Although studies combining chemotherapy and IGF-1R inhibitors have been reported using OC cell line xenografts in vivo[33–35], the current study is the largest to examine the efficacy of CP with an IGF-1R pathway inhibitor in clinically relevant platinum-resistant OC PDX models.
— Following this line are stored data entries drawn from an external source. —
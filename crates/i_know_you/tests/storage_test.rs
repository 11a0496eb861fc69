//! Tests for the file and memory key-value storage backends.

use tempfile::TempDir;

use i_know_you::{KeyValueStorage, MemoryStorage, TomlFileStorage};

#[tokio::test]
async fn test_missing_file_reads_as_empty() {
    let dir = TempDir::new().expect("Failed to create temp dir");
    let storage = TomlFileStorage::new(dir.path().join("prefs.toml"));
    let value = storage.get("@app_language").await.expect("Read failed");
    assert_eq!(value, None);
}

#[tokio::test]
async fn test_value_survives_new_instance() {
    let dir = TempDir::new().expect("Failed to create temp dir");
    let path = dir.path().join("prefs.toml");

    TomlFileStorage::new(&path)
        .set("@app_language", "ru")
        .await
        .expect("Write failed");

    let reopened = TomlFileStorage::new(&path);
    let value = reopened.get("@app_language").await.expect("Read failed");
    assert_eq!(value.as_deref(), Some("ru"));
}

#[tokio::test]
async fn test_set_creates_parent_directories() {
    let dir = TempDir::new().expect("Failed to create temp dir");
    let path = dir.path().join("nested/deeper/prefs.toml");
    let storage = TomlFileStorage::new(&path);
    storage.set("key", "value").await.expect("Write failed");
    assert!(path.exists());
}

#[tokio::test]
async fn test_set_keeps_other_keys() {
    let dir = TempDir::new().expect("Failed to create temp dir");
    let storage = TomlFileStorage::new(dir.path().join("prefs.toml"));
    storage.set("a", "1").await.expect("Write failed");
    storage.set("b", "2").await.expect("Write failed");
    storage.set("a", "3").await.expect("Write failed");

    assert_eq!(storage.get("a").await.unwrap().as_deref(), Some("3"));
    assert_eq!(storage.get("b").await.unwrap().as_deref(), Some("2"));
}

#[tokio::test]
async fn test_non_string_values_read_as_absent() {
    let dir = TempDir::new().expect("Failed to create temp dir");
    let path = dir.path().join("prefs.toml");
    std::fs::write(&path, "\"@app_language\" = 42\n").expect("Write failed");

    let storage = TomlFileStorage::new(&path);
    assert_eq!(storage.get("@app_language").await.unwrap(), None);
}

#[tokio::test]
async fn test_corrupt_file_is_an_error() {
    let dir = TempDir::new().expect("Failed to create temp dir");
    let path = dir.path().join("prefs.toml");
    std::fs::write(&path, "this is not valid toml !!!@@@").expect("Write failed");

    let storage = TomlFileStorage::new(&path);
    assert!(storage.get("@app_language").await.is_err());
}

#[tokio::test]
async fn test_memory_storage_round_trip_and_failure_switch() {
    let storage = MemoryStorage::new();
    storage.set("k", "v").await.expect("Write failed");
    assert_eq!(storage.get("k").await.unwrap().as_deref(), Some("v"));

    storage.set_failing(true);
    assert!(storage.get("k").await.is_err());
    assert!(storage.set("k", "w").await.is_err());

    storage.set_failing(false);
    assert_eq!(storage.get("k").await.unwrap().as_deref(), Some("v"));
}

#[tokio::test]
async fn test_set_replaces_corrupt_file() {
    let dir = TempDir::new().expect("Failed to create temp dir");
    let path = dir.path().join("prefs.toml");
    std::fs::write(&path, "not = = toml").expect("Write failed");

    let storage = TomlFileStorage::new(&path);
    storage.set("@app_language", "ru").await.expect("Write failed");
    assert_eq!(
        storage.get("@app_language").await.unwrap().as_deref(),
        Some("ru")
    );
}
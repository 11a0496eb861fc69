//! Tracing subscriber setup.

use std::path::Path;
use std::sync::Arc;

use anyhow::Context;
use tracing::info;
use tracing_subscriber::{EnvFilter, layer::SubscriberExt, util::SubscriberInitExt};

const DEFAULT_FILTER: &str = "info,i_know_you=debug,i_know_you_core=debug";

/// Sends logs to `path` so they never draw over the terminal UI.
pub fn init_file_tracing(path: &Path) -> anyhow::Result<()> {
    let log_file = std::fs::File::create(path)
        .with_context(|| format!("Failed to create log file {}", path.display()))?;

    // Don't fail if a subscriber is already installed.
    let _ = tracing_subscriber::registry()
        .with(EnvFilter::try_from_default_env().unwrap_or_else(|_| DEFAULT_FILTER.into()))
        .with(
            tracing_subscriber::fmt::layer()
                .with_writer(Arc::new(log_file))
                .with_ansi(false),
        )
        .try_init();

    info!(path = %path.display(), "File tracing initialized");
    Ok(())
}

/// Sends warnings and errors to stderr for the non-interactive subcommands.
pub fn init_stderr_tracing() {
    let _ = tracing_subscriber::fmt()
        .with_env_filter(
            EnvFilter::try_from_default_env().unwrap_or_else(|_| EnvFilter::new("warn")),
        )
        .with_writer(std::io::stderr)
        .try_init();
}
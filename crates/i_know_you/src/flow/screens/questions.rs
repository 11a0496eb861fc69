//! Questions screen: five yes/no prompts and one number prompt.

use std::time::Instant;

use crossterm::event::{KeyCode, KeyEvent};
use derive_getters::Getters;
use i_know_you_core::{
    AnswerSelection, QUESTION_COUNT, QuestionKind, QuestionsSequencer, QuestionsStep, ScreenId,
    YesNo, questions_for,
};
use ratatui::{
    Frame,
    layout::{Alignment, Constraint, Layout},
    style::{Color, Modifier, Style},
    text::{Line, Span},
    widgets::{Block, Borders, Gauge, Paragraph, Wrap},
};
use tracing::{debug, info, instrument};

use crate::flow::screen::{Screen, ScreenAction, ScreenContext};
use crate::flow::widgets::{self, ACCENT, ICON};

/// State for the questions screen.
#[derive(Debug, Getters)]
pub struct QuestionsScreen {
    sequencer: QuestionsSequencer,
    focus: YesNo,
}

impl Default for QuestionsScreen {
    fn default() -> Self {
        Self::new()
    }
}

impl QuestionsScreen {
    /// Creates the screen at the first question.
    #[instrument]
    pub fn new() -> Self {
        debug!("Initializing QuestionsScreen");
        Self {
            sequencer: QuestionsSequencer::new(),
            focus: YesNo::Yes,
        }
    }

    fn step_action(step: QuestionsStep) -> ScreenAction {
        match step {
            QuestionsStep::Finished => {
                info!("Questions exhausted");
                ScreenAction::GoTo(ScreenId::Thinking)
            }
            QuestionsStep::Advanced(index) => {
                debug!(index, "Showing next question");
                ScreenAction::Stay
            }
            QuestionsStep::Pending => ScreenAction::Stay,
        }
    }

    fn answer(&mut self, answer: YesNo, now: Instant) -> ScreenAction {
        self.focus = answer;
        self.sequencer.select(answer, now);
        ScreenAction::Stay
    }

    fn text_style(&self, now: Instant) -> Style {
        let fade = self.sequencer.fade(now);
        let color = if fade < 0.5 {
            Color::DarkGray
        } else if fade < 1.0 {
            Color::Gray
        } else {
            Color::White
        };
        Style::default().fg(color)
    }

    fn option_span(&self, label: &str, answer: YesNo) -> Span<'static> {
        let picked = *self.sequencer.selection() == AnswerSelection::Picked(answer);
        let focused = self.focus == answer && !self.sequencer.is_advance_pending();
        widgets::button(label, true, picked || focused)
    }
}

impl Screen for QuestionsScreen {
    fn id(&self) -> ScreenId {
        ScreenId::Questions
    }

    #[instrument(skip_all)]
    fn render(&self, frame: &mut Frame, ctx: &ScreenContext<'_>, now: Instant) {
        let t = ctx.text();
        let questions = questions_for(ctx.preference.language());
        let index = *self.sequencer.index();
        let question = questions[index.min(questions.len() - 1)];

        let [progress, icon, analyzing, text, answer, extra, help] = Layout::vertical([
            Constraint::Length(3),
            Constraint::Length(2),
            Constraint::Length(2),
            Constraint::Length(4),
            Constraint::Length(3),
            Constraint::Length(3),
            Constraint::Min(1),
        ])
        .areas(frame.area());

        let position = index + 1;
        let gauge = Gauge::default()
            .block(Block::default().borders(Borders::ALL))
            .gauge_style(Style::default().fg(ACCENT))
            .ratio(position as f64 / QUESTION_COUNT as f64)
            .label(format!("{} / {}", position, QUESTION_COUNT));
        frame.render_widget(gauge, progress);

        frame.render_widget(widgets::heading(ICON, Color::Yellow), icon);
        frame.render_widget(
            widgets::heading(&t.analyzing.to_uppercase(), Color::Gray),
            analyzing,
        );

        let style = self.text_style(now);
        frame.render_widget(
            Paragraph::new(question.text())
                .style(style.add_modifier(Modifier::BOLD))
                .alignment(Alignment::Center)
                .wrap(Wrap { trim: true }),
            text,
        );

        match question.kind() {
            QuestionKind::YesNo => {
                let row = Line::from(vec![
                    self.option_span(t.yes, YesNo::Yes),
                    Span::raw("    "),
                    self.option_span(t.no, YesNo::No),
                ]);
                frame.render_widget(Paragraph::new(row).alignment(Alignment::Center), answer);
                frame.render_widget(
                    widgets::help("←→: Choose | Enter: Answer | y/n: Answer directly"),
                    help,
                );
            }
            QuestionKind::NumericEntry => {
                frame.render_widget(
                    widgets::digit_input(self.sequencer.numeric_input().as_str()),
                    widgets::centered(answer, 11, 3),
                );
                let enabled = self.sequencer.can_guess();
                let lines = vec![
                    Line::styled(t.number_hint, Style::default().fg(Color::Gray)),
                    Line::from(widgets::button(t.guess_button, enabled, enabled)),
                ];
                frame.render_widget(Paragraph::new(lines).alignment(Alignment::Center), extra);
                frame.render_widget(widgets::help("0-9: Type | Enter: Guess"), help);
            }
        }
    }

    #[instrument(skip(self, _ctx))]
    fn handle_key(&mut self, key: KeyEvent, _ctx: &ScreenContext<'_>, now: Instant) -> ScreenAction {
        match self.sequencer.current_kind() {
            QuestionKind::YesNo => match key.code {
                KeyCode::Left | KeyCode::Right => {
                    if !self.sequencer.is_advance_pending() {
                        self.focus = match self.focus {
                            YesNo::Yes => YesNo::No,
                            YesNo::No => YesNo::Yes,
                        };
                    }
                    ScreenAction::Stay
                }
                KeyCode::Enter | KeyCode::Char(' ') => self.answer(self.focus, now),
                KeyCode::Char('y' | 'Y' | '1') => self.answer(YesNo::Yes, now),
                KeyCode::Char('n' | 'N' | '2') => self.answer(YesNo::No, now),
                _ => ScreenAction::Stay,
            },
            QuestionKind::NumericEntry => match key.code {
                KeyCode::Char(c) => {
                    self.sequencer.push_digit(c);
                    ScreenAction::Stay
                }
                KeyCode::Backspace => {
                    self.sequencer.backspace();
                    ScreenAction::Stay
                }
                KeyCode::Enter => Self::step_action(self.sequencer.guess(now)),
                _ => ScreenAction::Stay,
            },
        }
    }

    fn handle_paste(&mut self, text: &str) -> ScreenAction {
        self.sequencer.set_input(text);
        ScreenAction::Stay
    }

    fn tick(&mut self, now: Instant) -> ScreenAction {
        Self::step_action(self.sequencer.tick(now))
    }
}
A smaller study combined IGF-1R inhibitor BMS-754807 with CP in a carcinosarcoma OC PDX (PH003) but failed to show a therapeutic benefit, possibly due to differences in drug mechanism and selection criteria [22]. Importantly, this current study is consistent with the observation that mAb-PA can partially overcome platinum resistance in vivo [24] and goes a step further by expanding the cohort to eight OC PDX models with various histology (serous, carcinosarcoma, clear cell, and squamous/transitional) to better define the efficacy of mAb-PA. Moreover, assessment of the downstream targets of IGF-1R suggests that tumor regression may be dependent on the inhibition of ERK signaling.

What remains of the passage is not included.